The history of investment and technology suggests that economic recovery is closer than you think, with a new silicon-based global elite at the helm.

(originally published by Booz & Company)

Recession. Depression. War. Terrorism. Unemployment. Enemies on the march. Every day the headlines remind us that there is plenty to worry about and more than enough real suffering to try our souls.

And yet, if we step back and take a longer view, we see that in­dustrial society has been here be­fore. The global economy is poised to en­ter a new phase of robust, dependable growth. Technological and economic historian Carlota Perez calls it a “golden age.” Such ages occur roughly every 60 years, and they last for a decade or more, part of a long cycle of technological change and financial activity. (See Exhibit 1.)

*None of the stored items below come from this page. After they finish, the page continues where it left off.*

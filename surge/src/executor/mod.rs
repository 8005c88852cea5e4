//! Executor: drives the virtual users of a run along the stage curve.
//!
//! A run is described by a list of [`Stage`]s. Each stage ramps the target number of
//! concurrently active virtual users linearly from the previous stage's target (zero
//! for the first stage) to its own target over its duration. A stage whose target
//! equals the previous one is a plateau; a stage with a zero duration is an instant
//! jump.
//!
//! # Curve
//!
//! For a stage starting at `t0` with duration `d`, previous target `from` and own
//! target `to`, the target at `t0 <= t < t0 + d` is
//!
//! ```text
//! target(t) = from + (to - from) * (t - t0) / d
//! ```
//!
//! computed on integer nanoseconds, so `target(t0) == from` and the value reached at
//! `t0 + d` is exactly `to`. See [`target_at`].
//!
//! # Reconcile loop
//!
//! The [`RampController`] wakes up every `tick` and:
//!
//! 1. reaps virtual users that have exited, failing the run if one of them hit a
//!    fatal sink error;
//! 2. spawns virtual users while fewer than `target(t)` are active;
//! 3. signals the most recently spawned ones to stop while more than `target(t)` are
//!    active.
//!
//! Stopping is cooperative: a virtual user checks its stop signal between
//! iterations and during the pause that follows each iteration, never in the middle
//! of an operation. Once the sum of the stage durations has elapsed every virtual
//! user is signaled, and the controller waits at most `graceful_stop` for them to
//! exit. Stragglers are left behind; whatever they record after the sink is sealed
//! is rejected by the sink.
//!
//! # Tuning knobs
//! - `tick`: reconcile period. The curve is sampled once per tick, so spawning
//!   follows a steep ramp with at most one tick of lag.
//! - `iteration_pause`: sleep of each virtual user after an iteration, which bounds
//!   the request rate one user can produce.
//! - `graceful_stop`: how long finishing iterations may delay the summary.
pub mod stage;
pub use stage::{RampController, RampOutcome, Stage, target_at};
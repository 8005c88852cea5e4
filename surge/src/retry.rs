//! Bounded retry of transport level failures.
//!
//! Only [`AttemptStatus::NetworkError`] is retried. A response that arrived but
//! failed its check is a real answer from the service and is returned immediately.
//! When the attempts run out, the last result is returned as is; callers always
//! inspect [`AttemptResult::status`] rather than handling an error.

use std::{future::Future, time::Duration};

use serde::{Deserialize, Serialize};
use tokio::time::sleep;

/// Classification of a single attempt.
#[derive(Debug, Clone, Copy, PartialEq, Eq, Hash, Serialize, Deserialize)]
#[serde(rename_all = "snake_case")]
pub enum AttemptStatus {
    /// A response arrived and passed its check.
    Success,
    /// A response arrived but failed its check.
    Failure,
    /// No response arrived.
    NetworkError,
}

/// Outcome of an operation, produced once per attempt.
#[derive(Debug, Clone, PartialEq)]
pub struct AttemptResult<T> {
    pub status: AttemptStatus,
    pub latency: Duration,
    /// Whatever the attempt produced; `None` when nothing was received.
    pub payload: Option<T>,
    /// Attempts made so far, including this one.
    pub attempts: u32,
}

impl<T> AttemptResult<T> {
    pub fn success(latency: Duration, payload: T) -> Self {
        Self {
            status: AttemptStatus::Success,
            latency,
            payload: Some(payload),
            attempts: 1,
        }
    }

    pub fn failure(latency: Duration, payload: Option<T>) -> Self {
        Self {
            status: AttemptStatus::Failure,
            latency,
            payload,
            attempts: 1,
        }
    }

    pub fn network_error(latency: Duration) -> Self {
        Self {
            status: AttemptStatus::NetworkError,
            latency,
            payload: None,
            attempts: 1,
        }
    }

    pub fn is_success(&self) -> bool {
        self.status == AttemptStatus::Success
    }
}

/// A unit of work that can be attempted any number of times.
///
/// Each call to [`Operation::attempt`] must be independent: retrying re-sends the
/// same request, it does not resume a previous one.
pub trait Operation
where
    Self: Send + Sync,
{
    type Output: Send;

    /// Name used in logs and as metric tag.
    fn name(&self) -> &str;

    fn attempt(&self) -> impl Future<Output = AttemptResult<Self::Output>> + Send;
}

/// How many times to attempt and how long to wait in between.
#[derive(Debug, Clone, Copy, PartialEq, Eq, Serialize, Deserialize)]
pub struct RetryPolicy {
    /// Total attempts, the first one included.
    pub max_attempts: u32,
    /// Fixed pause before each retry.
    #[serde(with = "humantime_serde")]
    pub delay: Duration,
}

impl Default for RetryPolicy {
    fn default() -> Self {
        Self {
            max_attempts: 3,
            delay: Duration::from_secs(1),
        }
    }
}

impl RetryPolicy {
    pub fn new(max_attempts: u32, delay: Duration) -> Self {
        Self {
            max_attempts,
            delay,
        }
    }
}

#[derive(Debug, Clone, Copy, Default)]
pub struct RetryExecutor {
    policy: RetryPolicy,
}

impl RetryExecutor {
    pub fn new(policy: RetryPolicy) -> Self {
        Self { policy }
    }

    pub fn policy(&self) -> &RetryPolicy {
        &self.policy
    }

    /// Attempt `operation` until it produces a response or the attempts run out.
    pub async fn execute<O>(&self, operation: &O) -> AttemptResult<O::Output>
    where
        O: Operation,
    {
        let max_attempts = self.policy.max_attempts.max(1);
        let mut attempt = 1;

        loop {
            let mut result = operation.attempt().await;
            result.attempts = attempt;

            match result.status {
                AttemptStatus::NetworkError if attempt < max_attempts => {
                    tracing::warn!(
                        "{} attempt {attempt}/{max_attempts} got no response, retrying in {:?}",
                        operation.name(),
                        self.policy.delay
                    );
                    sleep(self.policy.delay).await;
                    attempt += 1;
                }
                AttemptStatus::NetworkError => {
                    tracing::warn!(
                        "{} got no response after {attempt} attempts",
                        operation.name()
                    );
                    return result;
                }
                _ => {
                    if attempt > 1 {
                        tracing::debug!("{} answered after {attempt} attempts", operation.name());
                    }
                    return result;
                }
            }
        }
    }
}

#[cfg(test)]
mod tests {
    use super::*;
    use parking_lot::Mutex;
    use tokio::time::Instant;

    /// Replays a fixed script of statuses and remembers when each attempt started.
    struct Scripted {
        script: Vec<AttemptStatus>,
        started: Mutex<Vec<Instant>>,
    }

    impl Scripted {
        fn new(script: Vec<AttemptStatus>) -> Self {
            Self {
                script,
                started: Mutex::new(Vec::new()),
            }
        }

        fn always(status: AttemptStatus) -> Self {
            Self::new(vec![status; 64])
        }

        fn calls(&self) -> Vec<Instant> {
            self.started.lock().clone()
        }
    }

    impl Operation for Scripted {
        type Output = u16;

        fn name(&self) -> &str {
            "scripted"
        }

        async fn attempt(&self) -> AttemptResult<u16> {
            let index = {
                let mut started = self.started.lock();
                started.push(Instant::now());
                started.len() - 1
            };
            let latency = Duration::from_millis(5);
            match self.script[index] {
                AttemptStatus::Success => AttemptResult::success(latency, 200),
                AttemptStatus::Failure => AttemptResult::failure(latency, Some(500)),
                AttemptStatus::NetworkError => AttemptResult::network_error(latency),
            }
        }
    }

    #[tokio::test(start_paused = true)]
    async fn network_errors_use_every_attempt() {
        for max_attempts in 1..=5 {
            let delay = Duration::from_millis(100);
            let executor = RetryExecutor::new(RetryPolicy::new(max_attempts, delay));
            let op = Scripted::always(AttemptStatus::NetworkError);

            let result = executor.execute(&op).await;

            assert_eq!(result.status, AttemptStatus::NetworkError);
            assert_eq!(result.attempts, max_attempts);
            assert!(result.payload.is_none());

            let calls = op.calls();
            assert_eq!(calls.len(), max_attempts as usize);
            for pair in calls.windows(2) {
                assert!(pair[1] - pair[0] >= delay);
            }
        }
    }

    #[tokio::test(start_paused = true)]
    async fn three_attempts_take_two_delays() {
        let executor = RetryExecutor::new(RetryPolicy::new(3, Duration::from_millis(100)));
        let op = Scripted::always(AttemptStatus::NetworkError);

        let start = Instant::now();
        executor.execute(&op).await;

        let elapsed = start.elapsed();
        assert!(elapsed >= Duration::from_millis(200));
        assert!(elapsed < Duration::from_millis(210));
    }

    #[tokio::test(start_paused = true)]
    async fn failure_is_not_retried() {
        let executor = RetryExecutor::new(RetryPolicy::new(3, Duration::from_millis(100)));
        let op = Scripted::always(AttemptStatus::Failure);

        let start = Instant::now();
        let result = executor.execute(&op).await;

        assert_eq!(result.status, AttemptStatus::Failure);
        assert_eq!(result.attempts, 1);
        assert_eq!(result.payload, Some(500));
        assert_eq!(op.calls().len(), 1);
        assert_eq!(start.elapsed(), Duration::ZERO);
    }

    #[tokio::test(start_paused = true)]
    async fn recovers_after_transient_error() {
        let executor = RetryExecutor::new(RetryPolicy::new(3, Duration::from_millis(100)));
        let op = Scripted::new(vec![AttemptStatus::NetworkError, AttemptStatus::Success]);

        let result = executor.execute(&op).await;

        assert!(result.is_success());
        assert_eq!(result.attempts, 2);
        assert_eq!(result.payload, Some(200));
    }

    #[tokio::test(start_paused = true)]
    async fn zero_attempts_still_tries_once() {
        let executor = RetryExecutor::new(RetryPolicy::new(0, Duration::from_millis(100)));
        let op = Scripted::always(AttemptStatus::NetworkError);

        let result = executor.execute(&op).await;

        assert_eq!(result.attempts, 1);
        assert_eq!(op.calls().len(), 1);
    }
}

This doesn’t mean that the world’s political and economic problems will go away. But whereas the details of long cycles vary, the overall pattern of progress remains the same: An economy spends 30 years in what Perez calls “installation,” using financial capital (largely from investors) to put in place new technologies. Ultimately, overinvestment and excessive speculation lead to a financial crisis, after which installation gives way to “de­ployment”: a time of gradually in­creasing prosperity and income from improved goods and services.

This time, linchpins of the golden age will include the worldwide build-out of a new services-oriented infrastructure based on dig­ital technology and a general shift to cleaner energy and environmentally safer technologies. In the emerging markets of China, India, Brazil, Russia, and dozens of smaller developing nations, a billion people will enter the expanding global middle class.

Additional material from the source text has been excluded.